The burning of fossil fuels currently
releases about 26 billion metric tons
(28.7 billion U.S. tons) of CO2 into the
atmosphere every year.
Cement production
About 5% of human-related CO2
released into the atmosphere is from
the production of cement, which
involves crushing and baking
carbonate rocks such as limestone
and chalk. These rocks are also used
in the production of iron and steel and
other industrial processes.
Some human activities affect the amount of CO2 flowing into and out of
the atmosphere, as shown here: cement production, power plants that
burn fossil fuels, automobiles, and deforestation. The image depicts a
hypothetical situation in which the net flow of CO2 into and out of the
atmosphere is zero. That is, the flows are in balance and there is no net
increase or decrease in atmospheric CO2.
Click on the image for an animation that allows you to affect the balance.
Deforestation
For centuries, people have burned forests to clear land for agriculture.

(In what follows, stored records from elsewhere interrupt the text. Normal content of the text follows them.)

//! Trigger-condition evaluation over orchestration state.

use crate::types::{Channel, CrossChannelTrigger, OrchestrationState, TriggerCondition};

/// The first enabled rule (priority order) matching the event whose
/// conditions all pass on the post-event state.
pub fn first_match<'a>(
    rules: &'a [CrossChannelTrigger],
    state: &OrchestrationState,
    channel: Channel,
    event_type: &str,
) -> Option<&'a CrossChannelTrigger> {
    rules
        .iter()
        .filter(|rule| rule.source_channel == channel && rule.source_event == event_type)
        .find(|rule| rule.conditions.iter().all(|c| evaluate(c, state)))
}

/// Evaluate one condition from the restricted grammar.
pub fn evaluate(condition: &TriggerCondition, state: &OrchestrationState) -> bool {
    match condition {
        TriggerCondition::SentimentIs { field, expected } => {
            sentiment_field(state, field) == Some(*expected)
        }
        TriggerCondition::CountAtLeast { field, n } => {
            counter_field(state, field).is_some_and(|v| v >= *n)
        }
        TriggerCondition::CountAtMost { field, n } => {
            counter_field(state, field).is_some_and(|v| v <= *n)
        }
        TriggerCondition::FlagSet { field } => flag_field(state, field) == Some(true),
        TriggerCondition::FlagClear { field } => flag_field(state, field) == Some(false),
    }
}

fn sentiment_field(
    state: &OrchestrationState,
    field: &str,
) -> Option<crate::types::Sentiment> {
    match field {
        "email_reply_sentiment" => state.signals.email_reply_sentiment,
        "linkedin_reply_sentiment" => state.signals.linkedin_reply_sentiment,
        _ => None,
    }
}

fn counter_field(state: &OrchestrationState, field: &str) -> Option<u32> {
    match field {
        "email_opened_count" => Some(state.signals.email_opened_count),
        "email_step_current" => Some(state.email.step_current),
        "linkedin_step_current" => Some(state.linkedin.step_current),
        "email_step_total" => Some(state.email.step_total),
        "linkedin_step_total" => Some(state.linkedin.step_total),
        _ => None,
    }
}

fn flag_field(state: &OrchestrationState, field: &str) -> Option<bool> {
    match field {
        "linkedin_connected" => Some(state.signals.linkedin_connected),
        "linkedin_replied" => Some(state.signals.linkedin_replied),
        "email_opened" => Some(state.signals.email_opened),
        "email_clicked" => Some(state.signals.email_clicked),
        "email_replied" => Some(state.signals.email_replied),
        "email_paused" => Some(state.email.paused),
        "linkedin_paused" => Some(state.linkedin.paused),
        _ => None,
    }
}
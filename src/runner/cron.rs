//! Cron evaluation and wait-timer sweeping.
//!
//! Jobs are declared in config as (name, cron expression, event, payload).
//! Each scheduler tick emits the events of jobs whose next occurrence
//! after their last run is in the past. The timer sweeper promotes
//! expired orchestration waits into `orchestration.event` deliveries.

use std::collections::HashMap;
use std::str::FromStr;
use std::time::Duration;

use chrono::{DateTime, Utc};
use serde::Deserialize;
use sqlx::Row;
use tokio::sync::watch;
use tracing::{debug, info, warn};

use crate::store::Store;

use super::{names, Emitter, RunnerError};

/// One configured cron job.
#[derive(Debug, Clone, Deserialize)]
pub struct CronJob {
    /// Job name (unique).
    pub name: String,
    /// Standard cron expression.
    pub cron: String,
    /// Event emitted when due.
    pub event: String,
    /// Payload carried by the event.
    #[serde(default)]
    pub payload: serde_json::Value,
    /// Disabled jobs are skipped.
    #[serde(default = "default_enabled")]
    pub enabled: bool,
}

fn default_enabled() -> bool {
    true
}

/// Tracks last-fired timestamps per job.
#[derive(Debug, Default)]
pub struct SchedulerState {
    last_run: HashMap<String, DateTime<Utc>>,
}

impl SchedulerState {
    /// Fresh state with no recorded runs.
    pub fn new() -> Self {
        Self::default()
    }

    /// Record that a job fired at `at`.
    pub fn record_run(&mut self, name: &str, at: DateTime<Utc>) {
        self.last_run.insert(name.to_owned(), at);
    }
}

/// Jobs due this tick: enabled, with a cron occurrence between their last
/// run and now.
pub fn due_jobs<'a>(
    jobs: &'a [CronJob],
    state: &SchedulerState,
    now: DateTime<Utc>,
) -> Vec<&'a CronJob> {
    jobs.iter()
        .filter(|job| {
            if !job.enabled {
                return false;
            }
            let schedule = match cron::Schedule::from_str(&job.cron) {
                Ok(s) => s,
                Err(e) => {
                    warn!(job = %job.name, cron = %job.cron, error = %e,
                          "invalid cron expression, skipping job");
                    return false;
                }
            };
            // Never-run jobs fire on their first matching occurrence.
            let after = state
                .last_run
                .get(&job.name)
                .copied()
                .unwrap_or(DateTime::<Utc>::UNIX_EPOCH);
            schedule.after(&after).take(1).any(|next| next <= now)
        })
        .collect()
}

/// Run the scheduler until shutdown: evaluates jobs and sweeps timers
/// every `tick`.
pub async fn run_scheduler(
    store: Store,
    emitter: Emitter,
    jobs: Vec<CronJob>,
    tick: Duration,
    mut shutdown: watch::Receiver<bool>,
) {
    let mut state = SchedulerState::new();
    info!(jobs = jobs.len(), "cron scheduler started");
    loop {
        if *shutdown.borrow() {
            info!("cron scheduler shutting down");
            return;
        }
        let now = Utc::now();
        for job in due_jobs(&jobs, &state, now) {
            debug!(job = %job.name, event = %job.event, "cron job due");
            if let Err(err) = emitter.emit(&job.event, &job.payload).await {
                warn!(job = %job.name, error = %err, "cron emit failed");
            }
            state.record_run(&job.name, now);
        }
        if let Err(err) = sweep_timers(&store, &emitter, now).await {
            warn!(error = %err, "timer sweep failed");
        }
        tokio::select! {
            _ = tokio::time::sleep(tick) => {}
            _ = shutdown.changed() => {}
        }
    }
}

/// Deliver `waiting_timeout` events for every expired, unfired timer.
/// Returns how many timers fired.
///
/// # Errors
///
/// Returns [`RunnerError`] on queue or timer-table access failure.
pub async fn sweep_timers(
    store: &Store,
    emitter: &Emitter,
    now: DateTime<Utc>,
) -> Result<usize, RunnerError> {
    let rows = sqlx::query(
        "SELECT id, payload FROM runner_timers WHERE fired = 0 AND fire_at <= ?1 ORDER BY fire_at",
    )
    .bind(now.to_rfc3339())
    .fetch_all(store.pool())
    .await?;

    let mut fired = 0usize;
    for row in rows {
        let id: i64 = row.try_get("id")?;
        let raw: String = row.try_get("payload")?;
        let payload: serde_json::Value = serde_json::from_str(&raw)?;

        // Mark fired first so a crash cannot double-deliver; the wait
        // clear itself is idempotent on the orchestration side.
        let marked = sqlx::query("UPDATE runner_timers SET fired = 1 WHERE id = ?1 AND fired = 0")
            .bind(id)
            .execute(store.pool())
            .await?;
        if marked.rows_affected() == 0 {
            continue;
        }
        emitter.emit(names::ORCHESTRATION_EVENT, &payload).await?;
        fired = fired.saturating_add(1);
    }
    Ok(fired)
}
//! Anthropic messages API adapter.

use serde_json::{json, Value};

use super::{
    check_http_response, ChatRequest, ChatResponse, ChatRole, FinishReason, LlmClient,
    ProviderError, TokenUsage, PROVIDER_TIMEOUT,
};

const ANTHROPIC_API_BASE: &str = "https://api.anthropic.com/v1/messages";
const ANTHROPIC_VERSION: &str = "2023-06-01";

/// Anthropic `/v1/messages` client.
#[derive(Debug, Clone)]
pub struct AnthropicClient {
    model: String,
    api_key: String,
    base_url: String,
    client: reqwest::Client,
}

impl AnthropicClient {
    /// Create an adapter for `model` with the given key.
    pub fn new(model: impl Into<String>, api_key: impl Into<String>) -> Self {
        Self {
            model: model.into(),
            api_key: api_key.into(),
            base_url: ANTHROPIC_API_BASE.to_owned(),
            client: reqwest::Client::new(),
        }
    }

    /// Override the endpoint (tests point at a local server).
    pub fn with_base_url(mut self, base_url: impl Into<String>) -> Self {
        self.base_url = base_url.into();
        self
    }
}

/// Build the wire-format request body. Pure, for testability.
pub fn build_request(model: &str, request: &ChatRequest) -> Value {
    let messages: Vec<Value> = request
        .messages
        .iter()
        .map(|message| {
            json!({
                "role": anthropic_role(message.role),
                "content": message.content,
            })
        })
        .collect();

    let mut body = json!({
        "model": model,
        "messages": messages,
        "max_tokens": request.max_tokens.unwrap_or(1024),
    });

    if let Some(system) = &request.system {
        body["system"] = json!(system);
    }
    if let Some(temperature) = request.temperature {
        body["temperature"] = json!(temperature);
    }
    if let Some(budget) = request.thinking_budget {
        body["thinking"] = json!({"type": "enabled", "budget_tokens": budget});
    }
    body
}

/// Parse the wire-format response body. Pure, for testability.
///
/// # Errors
///
/// Returns [`ProviderError::Parse`] when the payload shape is unexpected.
pub fn parse_response(parsed: &Value) -> Result<ChatResponse, ProviderError> {
    let content = parsed
        .get("content")
        .and_then(Value::as_array)
        .map(|blocks| {
            blocks
                .iter()
                .filter(|block| block.get("type").and_then(Value::as_str) == Some("text"))
                .filter_map(|block| block.get("text").and_then(Value::as_str))
                .collect::<Vec<_>>()
                .join("")
        })
        .ok_or_else(|| ProviderError::Parse("missing content array".to_owned()))?;

    let finish = match parsed.get("stop_reason").and_then(Value::as_str) {
        Some("end_turn") | None => FinishReason::EndTurn,
        Some("max_tokens") => FinishReason::MaxTokens,
        Some(other) => FinishReason::Other(other.to_owned()),
    };

    let usage = TokenUsage {
        input_tokens: read_u32(parsed, "/usage/input_tokens"),
        output_tokens: read_u32(parsed, "/usage/output_tokens"),
    };

    Ok(ChatResponse {
        content,
        usage,
        finish,
    })
}

fn read_u32(value: &Value, pointer: &str) -> u32 {
    value
        .pointer(pointer)
        .and_then(Value::as_u64)
        .and_then(|v| u32::try_from(v).ok())
        .unwrap_or(0)
}

fn anthropic_role(role: ChatRole) -> &'static str {
    match role {
        // System content travels in the top-level `system` field; a
        // stray system message degrades to user.
        ChatRole::System | ChatRole::User => "user",
        ChatRole::Assistant => "assistant",
    }
}

#[async_trait::async_trait]
impl LlmClient for AnthropicClient {
    async fn chat(&self, request: ChatRequest) -> Result<ChatResponse, ProviderError> {
        let body = build_request(&self.model, &request);
        let response = self
            .client
            .post(&self.base_url)
            .timeout(PROVIDER_TIMEOUT)
            .header("x-api-key", &self.api_key)
            .header("anthropic-version", ANTHROPIC_VERSION)
            .header("content-type", "application/json")
            .json(&body)
            .send()
            .await?;

        let payload = check_http_response(response).await?;
        let parsed: Value =
            serde_json::from_str(&payload).map_err(|e| ProviderError::Parse(e.to_string()))?;
        parse_response(&parsed)
    }

    async fn validate(&self) -> bool {
        !self.api_key.is_empty() && !self.model.is_empty()
    }

    fn model_id(&self) -> &str {
        &self.model
    }
}
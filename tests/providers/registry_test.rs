//! Provider registry resolution.

use std::sync::Arc;

use cadence::providers::anthropic::AnthropicClient;
use cadence::providers::registry::{LlmProviderConfig, ProvidersConfig};
use cadence::providers::{ProviderError, ProviderRegistry};
use cadence::types::Tenant;

fn tenant() -> Tenant {
    Tenant {
        id: 1,
        name: "t".to_owned(),
        active_email_provider: Some("instantly".to_owned()),
        active_linkedin_provider: None,
        enabled_channels: vec!["email".to_owned()],
        enabled_data_sources: vec![],
        icp: None,
        targeting: None,
        llm_provider: Some("anthropic".to_owned()),
        llm_model: None,
        notify_channel: None,
    }
}

#[test]
fn configured_adapters_resolve_by_name() {
    let config = ProvidersConfig {
        llm: vec![LlmProviderConfig {
            name: "anthropic".to_owned(),
            kind: "anthropic".to_owned(),
            model: "claude-sonnet".to_owned(),
            api_key: "key".to_owned(),
        }],
        ..ProvidersConfig::default()
    };
    let registry = ProviderRegistry::from_config(&config);
    let llm = registry.llm_for_tenant(&tenant()).expect("llm resolves");
    assert_eq!(llm.model_id(), "claude-sonnet");
}

#[test]
fn missing_adapters_are_unavailable_not_panics() {
    let registry = ProviderRegistry::empty();
    let err = registry.llm_for_tenant(&tenant()).expect_err("no llm");
    assert!(matches!(err, ProviderError::Unavailable(_)));

    let err = registry.email_for_tenant(&tenant()).expect_err("no email");
    assert!(matches!(err, ProviderError::Unavailable(_)));
}

#[test]
fn tenant_without_linkedin_provider_is_unavailable() {
    let registry = ProviderRegistry::empty();
    let err = registry
        .linkedin_for_tenant(&tenant())
        .expect_err("unset provider");
    assert!(matches!(err, ProviderError::Unavailable(_)));
}

#[test]
fn manually_registered_adapters_win() {
    let mut registry = ProviderRegistry::empty();
    registry.register_llm(
        "anthropic",
        Arc::new(AnthropicClient::new("claude-test", "k")),
    );
    let llm = registry.llm_for_tenant(&tenant()).expect("resolves");
    assert_eq!(llm.model_id(), "claude-test");
}

#[test]
fn notifier_defaults_to_noop() {
    let registry = ProviderRegistry::empty();
    // Sending through the default notifier must not error.
    let notifier = registry.notifier();
    let result = futures_block(notifier.send("ops", &serde_json::json!({})));
    assert!(result.is_ok());
}

fn futures_block<T>(fut: impl std::future::Future<Output = T>) -> T {
    tokio::runtime::Builder::new_current_thread()
        .enable_all()
        .build()
        .expect("runtime")
        .block_on(fut)
}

This affects the CO2 balance in two
ways. First, the burning releases CO2 into the atmosphere. Second, the number of trees that can remove
CO2 by photosynthesis is reduced. It is true that agricultural land is also a CO2 sink, but it is not as
effective as forests.
There is also significant deforestation as a result of cutting trees for lumber. This does not add CO2 to the
atmosphere because the trees are not burned, but the CO2 sink provided by forest cover is reduced.